Liberated PKA catalytic subunits associate with the membrane via myristoylation to preferentially phosphorylate membrane substrates.

Cell Reports. 31 Mar 2017, 19(3):617-629. doi: https://doi.org/10.1016/j.celrep.2017.03.070

Shane E. Tillo, Wei-Hong Xiong, Maho Takahashi, Sheng Miao, Adriana L. Andrade, Dale A. Fortin, Guang Yang, Maozhen Qin, Barbara F. Smoody, Philip J. S. Stork, and Haining Zhong.

Abstract
Protein kinase A (PKA) has diverse functions in neurons. At rest, the subcellular localization of PKA is controlled by A-kinase anchoring proteins (AKAPs). However, the dynamics of PKA upon activation remain poorly understood.
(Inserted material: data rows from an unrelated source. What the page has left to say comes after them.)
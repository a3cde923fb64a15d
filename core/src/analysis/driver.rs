use core::cell::RefCell;

use crate::*;

/// Anything that owns an [`AnalysisOrchestrator`] and can encode its board.
pub trait AnalysisHost {
    fn analysis(&self) -> &AnalysisOrchestrator;

    fn analysis_mut(&mut self) -> &mut AnalysisOrchestrator;

    /// Current board for the solver, or `None` when no cell is left undecided.
    fn analysis_query(&self) -> Option<BoardQuery>;

    /// Called after the orchestrator changed; drain notices and redraw here.
    fn analysis_updated(&mut self);
}

#[derive(Copy, Clone, Debug, PartialEq, Eq)]
pub enum RefreshOutcome {
    /// Analysis is off.
    Idle,
    /// Nothing left to analyze; the overlay was cleared.
    Cleared,
    /// A newer request or a mode change made the answer obsolete.
    Discarded,
    Applied,
    Infeasible,
    Failed,
}

/// Runs one analysis cycle: snapshot the board, ask the solver, apply the answer.
///
/// The host is only borrowed around the synchronous steps, so the board can keep
/// changing while the solver works. Any such change supersedes this cycle.
pub async fn refresh_analysis<H, S>(host: &RefCell<H>, solver: &S) -> RefreshOutcome
where
    H: AnalysisHost,
    S: MineSolver + ?Sized,
{
    let ticket = {
        let mut host = host.borrow_mut();
        if !host.analysis().is_enabled() {
            return RefreshOutcome::Idle;
        }
        match host.analysis_query() {
            Some(query) => host.analysis_mut().begin_solve(query),
            None => {
                host.analysis_mut().clear();
                host.analysis_updated();
                return RefreshOutcome::Cleared;
            }
        }
    };
    let Some(ticket) = ticket else {
        return RefreshOutcome::Idle;
    };

    let result = query_probabilities(solver, ticket.query()).await;
    let disposition = {
        let mut host = host.borrow_mut();
        let disposition = host.analysis_mut().complete_solve(ticket, result);
        if disposition != SolveDisposition::Discarded {
            host.analysis_updated();
        }
        disposition
    };

    match disposition {
        SolveDisposition::Discarded => RefreshOutcome::Discarded,
        SolveDisposition::Applied => RefreshOutcome::Applied,
        SolveDisposition::Infeasible => RefreshOutcome::Infeasible,
        SolveDisposition::Failed => RefreshOutcome::Failed,
        SolveDisposition::NeedsEndgame(endgame) => {
            let result = query_endgame(solver, endgame.query()).await;
            let mut host = host.borrow_mut();
            if host.analysis_mut().complete_endgame(endgame, result) {
                host.analysis_updated();
                RefreshOutcome::Applied
            } else {
                RefreshOutcome::Discarded
            }
        }
    }
}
Here, we report that elevation of cyclic AMP (cAMP) in neuronal dendrites causes a significant percentage of the PKA catalytic subunit (PKA-C) molecules to be released from the regulatory subunit (PKA-R). Liberated PKA-C becomes associated with the membrane via N-terminal myristoylation. This membrane association does not require the interaction between PKA-R and AKAPs. It slows the mobility of PKA-C and enriches kinase activity on the membrane. Membrane-residing PKA substrates are preferentially phosphorylated compared to cytosolic substrates. Finally, the myristoylation of PKA-C is critical for normal synaptic function and plasticity. We propose that activation-dependent association of PKA-C renders the membrane a unique PKA-signaling compartment. Constrained mobility of PKA-C may synergize with AKAP anchoring to determine specific PKA function in neurons.